Task instructions: Copy out all lines of the listing below that hold "LocalFile".
= = = = = = =
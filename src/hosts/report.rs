//! Site inspection report form

use super::join_label;
use crate::state::{Draft, EntityKind, FieldSpec, FormSchema, Record};

const OBJETS: &[&str] = &["constatation", "bornage", "evaluation", "litige", "autre"];
const URGENCES: &[&str] = &["faible", "moyenne", "élevée", "critique"];

fn objet_is(draft: &Draft, objet: &str) -> bool {
    draft.text("objetDescente") == objet
}

fn for_constatation(draft: &Draft) -> bool {
    objet_is(draft, "constatation")
}

fn for_bornage(draft: &Draft) -> bool {
    objet_is(draft, "bornage")
}

fn for_evaluation(draft: &Draft) -> bool {
    objet_is(draft, "evaluation")
}

fn for_litige(draft: &Draft) -> bool {
    objet_is(draft, "litige")
}

pub(super) fn schema() -> FormSchema {
    FormSchema::builder(EntityKind::Report, "Rapport de descente")
        .step("Informations générales")
        .field(FieldSpec::date("dateDescente", "Date de descente"))
        .required_with("dateDescente", "La date de descente est obligatoire")
        .field(FieldSpec::text("heureDebut", "Heure de début"))
        .field(FieldSpec::text("heureFin", "Heure de fin"))
        .field(FieldSpec::text("lieuExact", "Lieu exact"))
        .field(FieldSpec::text("coordonneesGPS", "Coordonnées GPS"))
        .field(FieldSpec::text("referenceDossier", "Référence du dossier"))
        .field(FieldSpec::select("objetDescente", "Objet de la descente", OBJETS))
        .field(FieldSpec::text("conditionsMeteo", "Conditions météo").default_value("clair"))
        .step("Description du terrain")
        .field(FieldSpec::text("superficie", "Superficie"))
        .field(FieldSpec::multiline("limitesBornes", "Limites et bornes"))
        .field(FieldSpec::multiline("topographie", "Topographie"))
        .field(FieldSpec::multiline("occupationSol", "Occupation du sol"))
        .field(FieldSpec::multiline("infrastructures", "Infrastructures"))
        .field(FieldSpec::multiline("servitudes", "Servitudes"))
        .field(FieldSpec::multiline("observations", "Observations"))
        .step("Constatations")
        .field(
            FieldSpec::multiline("occupationParties", "Occupation par les parties")
                .visible_when(for_constatation),
        )
        .field(
            FieldSpec::multiline("constructions", "Constructions")
                .visible_when(for_constatation),
        )
        .field(
            FieldSpec::multiline("tracesActivites", "Traces d'activités")
                .visible_when(for_constatation),
        )
        .field(
            FieldSpec::multiline("respectPlans", "Respect des plans")
                .visible_when(for_constatation),
        )
        .field(
            FieldSpec::multiline("difficultesBornage", "Difficultés de bornage")
                .visible_when(for_bornage),
        )
        .field(
            FieldSpec::multiline("accordParties", "Accord des parties")
                .visible_when(for_bornage),
        )
        .field(
            FieldSpec::multiline("positionBornes", "Position des bornes")
                .visible_when(for_bornage),
        )
        .field(
            FieldSpec::multiline("elementsEvaluation", "Éléments d'évaluation")
                .visible_when(for_evaluation),
        )
        .field(
            FieldSpec::multiline("comparaisonBiens", "Comparaison avec des biens similaires")
                .visible_when(for_evaluation),
        )
        .field(
            FieldSpec::multiline("pointsDesaccord", "Points de désaccord")
                .visible_when(for_litige),
        )
        .field(
            FieldSpec::multiline("preuvesObservées", "Preuves observées")
                .visible_when(for_litige),
        )
        .step("Déclarations")
        .field(
            FieldSpec::list(
                "declarations",
                "Déclarations des personnes présentes",
                &["nom", "prenom", "qualite", "declaration"],
                &["nom", "declaration"],
            )
            .always_resend(),
        )
        .step("Pièces jointes")
        .field(FieldSpec::described_files("documents", "Documents", "documentDescriptions"))
        .field(FieldSpec::described_files("photos", "Photos", "photoDescriptions"))
        .step("Recommandations")
        .field(FieldSpec::multiline("recommandations", "Recommandations"))
        .field(FieldSpec::select("urgence", "Urgence", URGENCES).default_value("moyenne"))
        .field(FieldSpec::text("partiesResponsables", "Parties responsables"))
        .field(FieldSpec::date("dateEcheance", "Date d'échéance"))
        .step("Prévisualisation")
        .build()
}

pub(super) fn label(record: &Record) -> String {
    let date = record.text("dateDescente").split('T').next().unwrap_or_default();
    join_label([
        date,
        record.text("objetDescente"),
        record.text("lieuExact"),
        record.text("referenceDossier"),
    ])
}

#[cfg(test)]
mod tests {
    use super::*;
    use crate::state::{
        ChangeSetBuilder, DraftError, DraftStore, FieldValue, FormContext, LocalFile, WirePart,
    };
    use chrono::NaiveDate;
    use pretty_assertions::assert_eq;
    use serde_json::{json, Map};
    use std::sync::Arc;

    fn store() -> DraftStore {
        DraftStore::init_empty(
            Arc::new(schema()),
            FormContext::new(NaiveDate::from_ymd_opt(2024, 4, 2).unwrap()),
        )
    }

    #[test]
    fn test_defaults() {
        let store = store();
        assert_eq!(store.snapshot().text("objetDescente"), "constatation");
        assert_eq!(store.snapshot().text("conditionsMeteo"), "clair");
        assert_eq!(store.snapshot().text("urgence"), "moyenne");
        assert_eq!(store.snapshot().text("dateDescente"), "");
    }

    #[test]
    fn test_observation_fields_follow_objet() {
        let mut store = store();
        let schema = store.schema().clone();
        let visible = |store: &DraftStore| -> Vec<&'static str> {
            schema
                .step(3)
                .unwrap()
                .fields
                .iter()
                .filter(|name| {
                    schema
                        .field(name)
                        .map_or(false, |spec| spec.is_visible(store.snapshot()))
                })
                .copied()
                .collect()
        };
        assert_eq!(
            visible(&store),
            vec!["occupationParties", "constructions", "tracesActivites", "respectPlans"]
        );
        store.set_field("objetDescente", FieldValue::text("litige")).unwrap();
        assert_eq!(visible(&store), vec!["pointsDesaccord", "preuvesObservées"]);
        store.set_field("objetDescente", FieldValue::text("autre")).unwrap();
        assert!(visible(&store).is_empty());
    }

    #[test]
    fn test_declaration_needs_name_and_statement() {
        let mut store = store();
        let mut entry = Map::new();
        entry.insert("nom".into(), json!("Sow"));
        assert_eq!(
            store.push_list_item("declarations", entry.clone()),
            Err(DraftError::IncompleteListItem {
                field: "declarations",
                key: "declaration"
            })
        );
        entry.insert("declaration".into(), json!("Je confirme la limite nord."));
        store.push_list_item("declarations", entry).unwrap();
        assert!(!store.snapshot().is_field_empty("declarations"));
    }

    #[test]
    fn test_photo_descriptions_travel_with_files() {
        let mut store = store();
        store
            .add_files(
                "photos",
                [
                    LocalFile::new("/tmp/nord.jpg"),
                    LocalFile::new("/tmp/sud.jpg"),
                ],
            )
            .unwrap();
        store.describe_attachment("photos", 1, "Borne sud").unwrap();

        let schema = store.schema().clone();
        let changes = ChangeSetBuilder::new(&schema, None)
            .build(store.snapshot())
            .unwrap();
        let tail: Vec<(String, String)> = changes
            .to_parts()
            .into_iter()
            .filter_map(|part| match part {
                WirePart::File { name, file } => Some((name, file.name)),
                WirePart::Text { name, value } if name == "photoDescriptions" => {
                    Some((name, value))
                }
                WirePart::Text { .. } => None,
            })
            .collect();
        assert_eq!(
            tail,
            vec![
                ("photos".to_string(), "nord.jpg".to_string()),
                ("photoDescriptions".to_string(), String::new()),
                ("photos".to_string(), "sud.jpg".to_string()),
                ("photoDescriptions".to_string(), "Borne sud".to_string()),
            ]
        );
    }

    #[test]
    fn test_removal_is_scoped_to_one_slot() {
        let record = Record::from_value(json!({
            "_id": "r1",
            "documents": ["https://x/shared.pdf"],
            "photos": ["https://x/shared.pdf"]
        }))
        .unwrap();
        let schema = Arc::new(schema());
        let mut store = DraftStore::init_from_record(
            schema.clone(),
            FormContext::new(NaiveDate::from_ymd_opt(2024, 4, 2).unwrap()),
            &record,
        );
        store.remove_attachment("documents", 0).unwrap();
        assert_eq!(store.snapshot().slot("photos").unwrap().len(), 1);

        let changes = ChangeSetBuilder::new(&schema, Some(&record))
            .build(store.snapshot())
            .unwrap();
        assert!(changes.deletion_markers.contains_key("documentsToDelete"));
        assert!(!changes.deletion_markers.contains_key("photosToDelete"));
    }

    #[test]
    fn test_label() {
        let record = Record::from_value(json!({
            "_id": "r1",
            "dateDescente": "2024-03-01T00:00:00.000Z",
            "objetDescente": "bornage",
            "lieuExact": "Keur Massar"
        }))
        .unwrap();
        assert_eq!(label(&record), "2024-03-01 · bornage · Keur Massar");
    }
}
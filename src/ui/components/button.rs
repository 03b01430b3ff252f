//! Boxed button used by the sidebar

use ratatui::{
    layout::Rect,
    style::{Color, Modifier, Style},
    widgets::{Block, Borders, Paragraph},
    Frame,
};

/// Button height in rows (top border + content + bottom border)
pub const BUTTON_HEIGHT: u16 = 3;

/// Render a sidebar entry: shortcut key, then label
pub fn render_sidebar_button(
    frame: &mut Frame,
    area: Rect,
    key: char,
    label: &str,
    is_selected: bool,
) {
    let (border, text) = if is_selected {
        (
            Style::default().fg(Color::Cyan),
            Style::default()
                .fg(Color::Cyan)
                .add_modifier(Modifier::BOLD),
        )
    } else {
        (Style::default().fg(Color::DarkGray), Style::default())
    };

    let block = Block::default().borders(Borders::ALL).border_style(border);
    frame.render_widget(
        Paragraph::new(format!(" {key} {label} ")).style(text).block(block),
        area,
    );
}
//! Transaction form

use super::{join_label, parcel_address};
use crate::state::{Draft, EntityKind, FieldSpec, FormSchema, Record, ValidationResult};

const TYPES: &[&str] = &["vente", "achat", "transfert", "hypotheque", "donation", "echange"];
const STATUTS: &[&str] = &["en cours", "termine", "annule", "suspendu"];

fn parties_complete(draft: &Draft) -> Option<ValidationResult> {
    ["acheteurNom", "acheteurContact", "vendeurNom", "vendeurContact"]
        .iter()
        .any(|field| draft.is_field_empty(field))
        .then(|| ValidationResult::failed("Veuillez remplir tout les champs obligatoires."))
}

pub(super) fn schema() -> FormSchema {
    FormSchema::builder(EntityKind::Transaction, "Transaction")
        .step("Informations sur la transaction")
        .field(FieldSpec::select("type", "Type de transaction", TYPES))
        .field(FieldSpec::date("dateTransaction", "Date de la transaction").default_today())
        .field(FieldSpec::number("montant", "Montant (FCFA)"))
        .required_with("montant", "Veuillez remplir le montant.")
        .field(FieldSpec::select("statut", "Statut", STATUTS))
        .step("Parties impliquées")
        .field(FieldSpec::text("acheteurNom", "Nom de l'acheteur"))
        .field(FieldSpec::text("acheteurAdresse", "Adresse de l'acheteur"))
        .field(FieldSpec::text("acheteurContact", "Contact de l'acheteur"))
        .field(FieldSpec::text("vendeurNom", "Nom du vendeur"))
        .field(FieldSpec::text("vendeurAdresse", "Adresse du vendeur"))
        .field(FieldSpec::text("vendeurContact", "Contact du vendeur"))
        .field(FieldSpec::text("proprietairePrecedent", "Propriétaire précédent"))
        .field(FieldSpec::text("nouveauProprietaire", "Nouveau propriétaire"))
        .rule(parties_complete)
        .step("Parcelle")
        .field(FieldSpec::relation("parcelId", "Parcelle concernée"))
        .field(FieldSpec::text("adresseParcelle", "Adresse de la parcelle"))
        .field(FieldSpec::multiline("descriptionParcelle", "Description"))
        .derive("parcelId", "adresseParcelle", parcel_address)
        .step("Documents")
        .field(FieldSpec::single_file("contratVente", "Contrat de vente"))
        .field(FieldSpec::single_file("acteNotarie", "Acte notarié"))
        .field(FieldSpec::multi_file("autresDocuments", "Autres documents"))
        .build()
}

pub(super) fn label(record: &Record) -> String {
    let amount = match record.fields.get("montant") {
        Some(serde_json::Value::Number(n)) => format!("{n} FCFA"),
        Some(serde_json::Value::String(s)) if !s.trim().is_empty() => format!("{s} FCFA"),
        _ => String::new(),
    };
    let parties = match (record.text("vendeurNom"), record.text("acheteurNom")) {
        ("", "") => String::new(),
        (seller, buyer) => format!("{seller} → {buyer}"),
    };
    join_label([
        record.text("type"),
        parties.as_str(),
        amount.as_str(),
        record.text("statut"),
    ])
}
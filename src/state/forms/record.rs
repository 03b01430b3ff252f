//! Records as loaded from the registry API

use serde_json::{Map, Value};

/// A stored entity snapshot.
///
/// In edit mode this is the immutable diff baseline for the session.
#[derive(Debug, Clone, PartialEq)]
pub struct Record {
    pub id: String,
    pub fields: Map<String, Value>,
}

impl Record {
    /// Wrap a JSON object; the id is read from `_id` or `id`.
    pub fn from_value(value: Value) -> Option<Self> {
        let Value::Object(fields) = value else {
            return None;
        };
        let id = match fields.get("_id").or_else(|| fields.get("id"))? {
            Value::String(id) => id.clone(),
            Value::Number(n) => n.to_string(),
            _ => return None,
        };
        Some(Self { id, fields })
    }

    pub fn text(&self, key: &str) -> &str {
        self.fields
            .get(key)
            .and_then(Value::as_str)
            .unwrap_or_default()
    }
}
//! Form hosts: one schema per entity, plus list labels

mod parcel;
mod report;
mod request;
mod title;
mod transaction;
mod user;

use crate::state::{EntityKind, FormContext, FormSchema, Record};
use std::sync::Arc;

/// The form schema a wizard for `kind` runs on
pub fn schema_for(kind: EntityKind) -> Arc<FormSchema> {
    Arc::new(match kind {
        EntityKind::Parcel => parcel::schema(),
        EntityKind::Title => title::schema(),
        EntityKind::Transaction => transaction::schema(),
        EntityKind::Report => report::schema(),
        EntityKind::User => user::schema(),
        EntityKind::Request => request::schema(),
    })
}

/// One-line summary of a record for the list screen
pub fn record_label(kind: EntityKind, record: &Record) -> String {
    let label = match kind {
        EntityKind::Parcel => parcel::label(record),
        EntityKind::Title => title::label(record),
        EntityKind::Transaction => transaction::label(record),
        EntityKind::Report => report::label(record),
        EntityKind::User => user::label(record),
        EntityKind::Request => request::label(record),
    };
    if label.trim().is_empty() {
        record.id.clone()
    } else {
        label
    }
}

/// Message shown once a record is saved
pub fn saved_message(kind: EntityKind, created: bool) -> &'static str {
    match (kind, created) {
        (EntityKind::Parcel, _) => "Parcelle enregistrée avec succès",
        (EntityKind::Title, _) => "Titre de propriété enregistré avec succès",
        (EntityKind::Transaction, _) => "Transaction enregistrée avec succès",
        (EntityKind::Report, _) => "Rapport enregistré avec succès",
        (EntityKind::User, true) => "Utilisateur ajouté avec succès",
        (EntityKind::User, false) => "Utilisateur mis à jour avec succès",
        (EntityKind::Request, _) => "Statut de la demande mis à jour",
    }
}

/// `"<ville>, <adresse>"` of the selected parcel
pub(crate) fn parcel_address(id: &str, context: &FormContext) -> Option<String> {
    context
        .parcel(id)
        .map(|parcel| format!("{}, {}", parcel.ville, parcel.adresse))
}

/// Join the non-empty parts of a label
pub(crate) fn join_label<'a>(parts: impl IntoIterator<Item = &'a str>) -> String {
    parts
        .into_iter()
        .map(str::trim)
        .filter(|part| !part.is_empty())
        .collect::<Vec<_>>()
        .join(" · ")
}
= = = = = = =
Task output:
        ChangeSetBuilder, DraftError, DraftStore, FieldValue, FormContext, LocalFile, WirePart,
                    LocalFile::new("/tmp/nord.jpg"),
                    LocalFile::new("/tmp/sud.jpg"),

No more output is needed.